My first job in food service was great, great owner and boss. My next job was horrible pretty sure we were all bullied (we didn’t think of it that way then- just had to tough up)- we had to crawl under the deep fryer table to clean the floor because grease would condense/drip down there into a puddle. One of the nastiest jobs I ever had and our boss wasn’t great either, she used that task as punishment if we messed up. The restaurant was owned by a drunk and she would come in and cuss us and call us thieves, pigs, and liars. I clocked out once in the middle of one of her tirades and never looked back. Funny thing is she called me the next morning and wanted to make me the manager, no I did not take her up on it. No more restaurant work for me.
I was raised to believe life would not be easy or fair, and if things got tough I had to be tougher. I was taught that I was responsible for what kind of life I would have and if I wasn’t happy then I needed to do something different. It was no one’s job to make me happy but mine. When people shelter children from the truth we do them no favors.
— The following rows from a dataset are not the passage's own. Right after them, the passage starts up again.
//! The frozen convolutional feature extractor.
//!
//! A trimmed VGG conv stack, built up to `conv5_1` (the deepest activation
//! any loss reads); the classifier head and trailing convolutions of the
//! original networks are never instantiated. Activations are captured
//! pre-activation, i.e. the raw convolution outputs before ReLU.

use crate::Error;
use burn::{
    module::Module,
    nn::{
        conv::{Conv2d, Conv2dConfig},
        pool::{MaxPool2d, MaxPool2dConfig},
        PaddingConfig2d,
    },
    record::{FullPrecisionSettings, NamedMpkFileRecorder},
    tensor::{activation::relu, backend::Backend, Tensor},
};
use std::path::Path;

/// Four pooling stages sit in front of `conv5_1`, so anything smaller than
/// 2^4 collapses to nothing before reaching it.
pub(crate) const MIN_INPUT_DIM: u32 = 16;

/// The supported extractor variants.
///
/// The variants differ only in how many convolutions sit in the third and
/// fourth blocks (3 for vgg16, 4 for vgg19); the capture points are the same.
#[derive(Clone, Copy, Debug, PartialEq, Eq)]
pub enum VggVariant {
    Vgg16,
    Vgg19,
}

impl Default for VggVariant {
    fn default() -> Self {
        Self::Vgg16
    }
}

impl VggVariant {
    pub fn as_str(self) -> &'static str {
        match self {
            Self::Vgg16 => "vgg16",
            Self::Vgg19 => "vgg19",
        }
    }

    // convolutions per block, truncated after conv5_1
    fn convs_per_block(self) -> [usize; 5] {
        match self {
            Self::Vgg16 => [2, 2, 3, 3, 1],
            Self::Vgg19 => [2, 2, 4, 4, 1],
        }
    }
}

/// A named activation of the extractor.
#[derive(Clone, Copy, Debug, PartialEq, Eq)]
pub enum Layer {
    Conv1_1,
    Conv2_1,
    Conv3_1,
    Conv4_1,
    Conv4_2,
    Conv5_1,
}

impl Layer {
    pub fn name(self) -> &'static str {
        match self {
            Self::Conv1_1 => "conv1_1",
            Self::Conv2_1 => "conv2_1",
            Self::Conv3_1 => "conv3_1",
            Self::Conv4_1 => "conv4_1",
            Self::Conv4_2 => "conv4_2",
            Self::Conv5_1 => "conv5_1",
        }
    }
}

/// The named activations produced by one forward pass.
pub struct FeatureMaps<B: Backend> {
    conv1_1: Tensor<B, 4>,
    conv2_1: Tensor<B, 4>,
    conv3_1: Tensor<B, 4>,
    conv4_1: Tensor<B, 4>,
    conv4_2: Tensor<B, 4>,
    conv5_1: Tensor<B, 4>,
}

impl<B: Backend> FeatureMaps<B> {
    pub fn get(&self, layer: Layer) -> &Tensor<B, 4> {
        match layer {
            Layer::Conv1_1 => &self.conv1_1,
            Layer::Conv2_1 => &self.conv2_1,
            Layer::Conv3_1 => &self.conv3_1,
            Layer::Conv4_1 => &self.conv4_1,
            Layer::Conv4_2 => &self.conv4_2,
            Layer::Conv5_1 => &self.conv5_1,
        }
    }

    /// Cuts the maps out of the autodiff graph. Applied to the content and
    /// style targets, which are constants of the optimization.
    pub(crate) fn detach(self) -> Self {
        Self {
            conv1_1: self.conv1_1.detach(),
            conv2_1: self.conv2_1.detach(),
            conv3_1: self.conv3_1.detach(),
            conv4_1: self.conv4_1.detach(),
            conv4_2: self.conv4_2.detach(),
            conv5_1: self.conv5_1.detach(),
        }
    }
}

/// The frozen extractor network. All parameters are created with gradient
/// tracking disabled; only the canvas tensor fed through `features` learns.
#[derive(Module, Debug)]
pub struct Vgg<B: Backend> {
    block1: Vec<Conv2d<B>>,
    block2: Vec<Conv2d<B>>,
    block3: Vec<Conv2d<B>>,
    block4: Vec<Conv2d<B>>,
    block5: Vec<Conv2d<B>>,
    pool: MaxPool2d,
}

impl<B: Backend> Vgg<B> {
    /// Creates an extractor with randomly initialized weights.
    ///
    /// Without a weights record the output is abstract texture rather than a
    /// faithful style transfer; random initialization exists for smoke tests
    /// and benchmarks.
    pub fn new(variant: VggVariant, device: &B::Device) -> Self {
        let conv = |input, output| {
            Conv2dConfig::new([input, output], [3, 3])
                .with_padding(PaddingConfig2d::Same)
                .init(device)
        };
        let block = |count: usize, input, output| {
            let mut convs = Vec::with_capacity(count);
            convs.push(conv(input, output));
            for _ in 1..count {
                convs.push(conv(output, output));
            }
            convs
        };

        let counts = variant.convs_per_block();

        Self {
            block1: block(counts[0], 3, 64),
            block2: block(counts[1], 64, 128),
            block3: block(counts[2], 128, 256),
            block4: block(counts[3], 256, 512),
            block5: block(counts[4], 512, 512),
            pool: MaxPool2dConfig::new([2, 2]).with_strides([2, 2]).init(),
        }
        .no_grad()
    }

    /// Creates an extractor and loads pretrained weights from a named
    /// MessagePack record file.
    pub fn load(variant: VggVariant, weights: &Path, device: &B::Device) -> Result<Self, Error> {
        let recorder = NamedMpkFileRecorder::<FullPrecisionSettings>::new();
        let vgg = Self::new(variant, device).load_file(weights.to_path_buf(), &recorder, device)?;
        Ok(vgg.no_grad())
    }

    /// Forwards an image tensor through the network, recording the output at
    /// each named layer.
    pub fn features(&self, image: Tensor<B, 4>) -> FeatureMaps<B> {
        let (x, conv1_1, _) = run_block(&self.block1, false, image);
        let (x, conv2_1, _) = run_block(&self.block2, false, self.pool.forward(x));
        let (x, conv3_1, _) = run_block(&self.block3, false, self.pool.forward(x));
        let (x, conv4_1, conv4_2) = run_block(&self.block4, true, self.pool.forward(x));
        let (_, conv5_1, _) = run_block(&self.block5, false, self.pool.forward(x));

        FeatureMaps {
            conv1_1,
            conv2_1,
            conv3_1,
            conv4_1,
            conv4_2: conv4_2.expect("block 4 always has a second convolution"),
            conv5_1,
        }
    }
}

// Runs one conv block, returning the activated block output plus the
// pre-activation outputs tapped by the capture layers.
fn run_block<B: Backend>(
    convs: &[Conv2d<B>],
    tap_second: bool,
    input: Tensor<B, 4>,
) -> (Tensor<B, 4>, Tensor<B, 4>, Option<Tensor<B, 4>>) {
    let mut first = None;
    let mut second = None;

    let mut x = input;
    for (i, conv) in convs.iter().enumerate() {
        let pre = conv.forward(x);
        match i {
            0 => first = Some(pre.clone()),
            1 if tap_second => second = Some(pre.clone()),
            _ => {}
        }
        x = relu(pre);
    }

    let first = first.expect("conv blocks are never empty");
    (x, first, second)
}

#[cfg(test)]
mod test {
    use super::*;
    use crate::CpuBackend;
    use burn::backend::ndarray::NdArrayDevice;

    #[test]
    fn layer_names() {
        assert_eq!(Layer::Conv1_1.name(), "conv1_1");
        assert_eq!(Layer::Conv4_2.name(), "conv4_2");
        assert_eq!(Layer::Conv5_1.name(), "conv5_1");
    }

    #[test]
    fn feature_shapes_follow_the_pooling_schedule() {
        let device = NdArrayDevice::Cpu;
        let vgg = Vgg::<CpuBackend>::new(VggVariant::Vgg16, &device);

        let image = Tensor::<CpuBackend, 4>::zeros([1, 3, 32, 16], &device);
        let maps = vgg.features(image);

        assert_eq!(maps.get(Layer::Conv1_1).dims(), [1, 64, 32, 16]);
        assert_eq!(maps.get(Layer::Conv2_1).dims(), [1, 128, 16, 8]);
        assert_eq!(maps.get(Layer::Conv3_1).dims(), [1, 256, 8, 4]);
        assert_eq!(maps.get(Layer::Conv4_1).dims(), [1, 512, 4, 2]);
        assert_eq!(maps.get(Layer::Conv4_2).dims(), [1, 512, 4, 2]);
        assert_eq!(maps.get(Layer::Conv5_1).dims(), [1, 512, 2, 1]);
    }

    #[test]
    fn vgg19_carries_the_deeper_blocks() {
        let device = NdArrayDevice::Cpu;
        let vgg = Vgg::<CpuBackend>::new(VggVariant::Vgg19, &device);

        assert_eq!(vgg.block3.len(), 4);
        assert_eq!(vgg.block4.len(), 4);
        assert_eq!(vgg.block5.len(), 1);
    }
}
Restaurant work is even worse than working for Douglas Elliman Real Estate - one of my early jobs at 17 or 18! Not only was I bullied, I was made the scapegoat of one financial disaster because of my typing, I think...
Suicide has many fathers. It runs in families for many generations - Mariel Hemingway has been in the forefront of fighting this dread genetic disease. It also seems to be encouraged among young people today as an escape from life. Why? Why are our children not as resilient as we were?